I was sharing my tales of woe with my partner and trying to express all this in a less articulated, much more emotional way, when he said: “But why are you worrying so much? You don’t need to make money just yet. We’re tight but we’ve been fine so far” and that right there completely changed my outlook on things. I don’t know why I hadn't internalised this before. Maybe I just needed, as in a spell, for the words to be uttered. I needed him to say it. Because when I heard those words I felt as if someone had taken a bucketful of fucks to give and threw it out the window. Suddenly I was overcome by a lightness I hadn’t felt in for over a year. And then I thought, bloody hell, what the actual fuck! How did my brain get me here? I’m a bloody feminist and high Priestess and whatnot. How did I become so disempowered?


So there it is, after 2 and a half years of full time parenting, bedsharing and breastfeeding I can tell you with all certainty that these are not the reasons why I’m going mad, even if it is oh so easy to blame those. The reason I’m going mad is because I’ve lost my standing in the world and with that have gone my financial independence, and consequently, my self-esteem. There. As simple and as complex as that. 


And the weirdest thing is that I “knew”. I knew with my head that this would happen. As I said, I’m a feminist, yeah, I’ve read some stuff. But one thing is to know it in the head and another to be right in the middle of it…That bottomless pit. Like Rita Segato says, the domestic habitat is that space where the world of a woman becomes nuclear, encapsulated and depoliticised. It’s the place where women go to die.


Here lies the truest and hardest challenge of becoming a mother: dying to the right of being a public entity, a being with agency. Becoming domestic and domesticated. 

It is true, that spiritually speaking, we also have to die to ALL preconceived ideas of ourselves, which is good and could potentially be very transformative, not only for us and our families but for the entire world! but that’s only if the world allowed us to actually go through this process. (more on this on a future blog)

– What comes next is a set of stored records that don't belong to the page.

//! Query handle: binds a table and holds at most one statement.
//!
//! ```
//! use beesql::{Conditional, Database, Dialect};
//!
//! # fn main() -> beesql::BeeResult<()> {
//! let db = Database::with_dialect(Dialect::Generic).use_db("shop");
//! let mut query = db.query()?;
//! query.on("users");
//! query.select(["id", "name"])?.where_("age").gte(18)?;
//! assert_eq!(query.get_sql()?, "SELECT id, name FROM users WHERE age >= 18");
//! # Ok(())
//! # }
//! ```

use crate::database::Database;
use crate::error::{BeeError, BeeResult};
use crate::row::{Row, RowSet};
use crate::statement::{
    Count, Delete, Field, Insert, Select, SqlStatement, Statement, StatementContext,
    StatementKind, StatementVariant, TableRef, Update,
};
use crate::value::Value;
use std::sync::Arc;

/// Entry point for building one statement against one table.
#[derive(Debug, Clone)]
pub struct Query {
    db: Database,
    table: Option<TableRef>,
    statement: Option<Statement>,
}

impl Query {
    pub(crate) fn new(db: Database) -> Self {
        Self {
            db,
            table: None,
            statement: None,
        }
    }

    /// Bind `table`, discarding any statement built so far.
    pub fn on(&mut self, table: impl Into<String>) -> &mut Self {
        self.bind(TableRef::new(table))
    }

    /// Bind `table AS alias`, discarding any statement built so far.
    pub fn on_alias(&mut self, table: impl Into<String>, alias: impl Into<String>) -> &mut Self {
        self.bind(TableRef::new(table).with_alias(alias))
    }

    fn bind(&mut self, table: TableRef) -> &mut Self {
        if let Some(old) = self.statement.take() {
            tracing::trace!(
                target: "beesql.sql",
                table = %table.name,
                discarded = old.kind().part_name(),
                "rebinding query table"
            );
        }
        self.table = Some(table);
        self
    }

    /// Drop the table and statement.
    pub fn reset(&mut self) -> &mut Self {
        self.table = None;
        self.statement = None;
        self
    }

    pub fn table(&self) -> Option<&TableRef> {
        self.table.as_ref()
    }

    pub fn database(&self) -> &Database {
        &self.db
    }

    /// `SELECT fields FROM table`. An empty field list selects `*`.
    pub fn select<I, F>(&mut self, fields: I) -> BeeResult<&mut Select>
    where
        I: IntoIterator<Item = F>,
        F: Into<Field>,
    {
        let context = self.context(StatementKind::Select)?;
        let select = Select::new(context, fields)?;
        Ok(self.install(select))
    }

    /// `UPDATE table SET ...`. At least one assignment is required.
    pub fn update<I, K, V>(&mut self, assignments: I) -> BeeResult<&mut Update>
    where
        I: IntoIterator<Item = (K, V)>,
        K: Into<String>,
        V: Into<Value>,
    {
        let context = self.context(StatementKind::Update)?;
        let update = Update::new(context, assignments)?;
        Ok(self.install(update))
    }

    pub fn delete(&mut self) -> BeeResult<&mut Delete> {
        let context = self.context(StatementKind::Delete)?;
        Ok(self.install(Delete::new(context)))
    }

    /// `INSERT INTO table (columns)`; add rows with [`Insert::row`].
    pub fn insert<I, C>(&mut self, columns: I) -> BeeResult<&mut Insert>
    where
        I: IntoIterator<Item = C>,
        C: Into<String>,
    {
        let context = self.context(StatementKind::Insert)?;
        Ok(self.install(Insert::new(context, columns)))
    }

    pub fn count(&mut self) -> BeeResult<&mut Count> {
        let context = self.context(StatementKind::Count)?;
        Ok(self.install(Count::new(context)))
    }

    /// The current statement, if one was built.
    pub fn statement(&self) -> Option<&Statement> {
        self.statement.as_ref()
    }

    pub fn statement_mut(&mut self) -> Option<&mut Statement> {
        self.statement.as_mut()
    }

    /// Render the current statement.
    pub fn get_sql(&self) -> BeeResult<String> {
        self.current()?.build_sql()
    }

    /// Run the current statement through the database's executor.
    pub fn execute(&self) -> BeeResult<RowSet> {
        self.current()?.execute(&self.db)
    }

    /// Run the current statement and return its rows.
    pub fn fetch_all(&self) -> BeeResult<Vec<Row>> {
        Ok(self.execute()?.into_rows())
    }

    fn current(&self) -> BeeResult<&Statement> {
        self.statement.as_ref().ok_or(BeeError::NoStatementCreated)
    }

    fn context(&self, kind: StatementKind) -> BeeResult<StatementContext> {
        let table = self.table.clone().ok_or(BeeError::NoTableSelected)?;
        self.db
            .query_maker()
            .statement(kind.part_name(), kind)?;
        Ok(StatementContext::new(
            table,
            Arc::clone(self.db.query_maker()),
            Arc::clone(self.db.escaper()),
        ))
    }

    fn install<S: StatementVariant>(&mut self, statement: S) -> &mut S {
        let slot = self.statement.insert(statement.into());
        match S::from_statement_mut(slot) {
            Some(s) => s,
            None => unreachable!("statement slot holds the variant just inserted"),
        }
    }
}

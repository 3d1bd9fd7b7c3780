use super::{Conditional, SqlStatement, StatementContext, StatementKind};
use crate::keyword::Clauses;

/// DELETE statement.
#[derive(Debug, Clone)]
pub struct Delete {
    context: StatementContext,
    clauses: Clauses,
    prevent_delete_all: bool,
}

impl Delete {
    pub(crate) fn new(context: StatementContext) -> Self {
        Self {
            context,
            clauses: Clauses::new(),
            prevent_delete_all: true,
        }
    }

    /// Mark this delete as allowed to run without a WHERE condition.
    ///
    /// Recorded only; rendering does not enforce it.
    pub fn allow_delete_all(&mut self) -> &mut Self {
        self.prevent_delete_all = false;
        self
    }

    pub fn prevents_delete_all(&self) -> bool {
        self.prevent_delete_all
    }
}

impl SqlStatement for Delete {
    fn kind(&self) -> StatementKind {
        StatementKind::Delete
    }

    fn context(&self) -> &StatementContext {
        &self.context
    }

    fn clauses(&self) -> &Clauses {
        &self.clauses
    }

    fn head_sql(&self) -> String {
        format!("DELETE FROM {}", self.context.table().name)
    }
}

impl Conditional for Delete {
    fn clauses_mut(&mut self) -> &mut Clauses {
        &mut self.clauses
    }
}
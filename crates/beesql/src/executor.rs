//! The executor seam: where rendered SQL leaves the crate.

use crate::error::BeeResult;
use crate::row::RowSet;
use std::sync::{Arc, Mutex, PoisonError};

/// Runs rendered SQL text and returns its rows.
///
/// Connection handling is entirely the implementor's business. Failures
/// should be reported as [`BeeError::Execution`](crate::BeeError::Execution)
/// or a more specific variant; the builder never interprets them.
pub trait Executor: Send + Sync {
    fn execute(&self, sql: &str) -> BeeResult<RowSet>;
}

impl<E: Executor + ?Sized> Executor for Arc<E> {
    fn execute(&self, sql: &str) -> BeeResult<RowSet> {
        (**self).execute(sql)
    }
}

impl<E: Executor + ?Sized> Executor for &E {
    fn execute(&self, sql: &str) -> BeeResult<RowSet> {
        (**self).execute(sql)
    }
}

/// An executor that records every statement and answers with a fixed row set.
///
/// Clones share the same log, so a test can keep one handle and give the
/// other to a [`Database`](crate::Database).
#[derive(Debug, Clone, Default)]
pub struct Recorder {
    log: Arc<Mutex<Vec<String>>>,
    rows: RowSet,
}

impl Recorder {
    pub fn new() -> Self {
        Self::default()
    }

    /// Answer every statement with `rows`.
    pub fn with_rows(rows: RowSet) -> Self {
        Self {
            log: Arc::default(),
            rows,
        }
    }

    /// Statements executed so far, oldest first.
    pub fn statements(&self) -> Vec<String> {
        self.log
            .lock()
            .unwrap_or_else(PoisonError::into_inner)
            .clone()
    }

    pub fn last(&self) -> Option<String> {
        self.log
            .lock()
            .unwrap_or_else(PoisonError::into_inner)
            .last()
            .cloned()
    }
}

impl Executor for Recorder {
    fn execute(&self, sql: &str) -> BeeResult<RowSet> {
        self.log
            .lock()
            .unwrap_or_else(PoisonError::into_inner)
            .push(sql.to_string());
        Ok(self.rows.clone())
    }
}

#[cfg(test)]
mod tests {
    use super::*;
    use crate::row::Row;
    use crate::value::Value;

    #[test]
    fn test_recorder_logs_and_answers() {
        let rows: RowSet = [Row::new(vec![("id".to_string(), Value::Int(1))])]
            .into_iter()
            .collect();
        let recorder = Recorder::with_rows(rows);
        let shared = recorder.clone();

        let out = shared.execute("SELECT 1").unwrap();
        assert_eq!(out.count(), 1);
        assert_eq!(recorder.statements(), vec!["SELECT 1".to_string()]);
        assert_eq!(recorder.last().as_deref(), Some("SELECT 1"));
    }

    #[test]
    fn test_arc_executor() {
        let recorder = Recorder::new();
        let exec: Arc<dyn Executor> = Arc::new(recorder.clone());
        exec.execute("DELETE FROM t").unwrap();
        assert_eq!(recorder.statements().len(), 1);
    }
}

Instead, it will have us believe that the only way to keep ourselves from disappearing is to quickly get our kids in full-time childcare so we can go back to work; to stick them in their own room so we can go back to sleeping; to put them on the bottle so we go back to our bodily autonomy or whatever. But that is not it! This type of belonging, this entrainment that we feel with our children, can be desirable and desired by the mother. We want our kids with our gut but that feeling is clouded by the thought that it is them who are keeping us from the world. And yet, it is not that the baby burdens us, but that we, as mothers, are a burden to society. It’s not that parenting is too hard, it's that parenting was never meant to be done in isolation. We know this but we keep looking outside for a fix. I truly believe no one will save us from that fate, except each other. Each other. Women, supporting women. Women exercising the changes they need in the world through their own realities. Making the private, domestic space, public. As it has been since the dawn of time, the change will come from us getting together! And as the famous quote goes, when women get together, amazing things happen.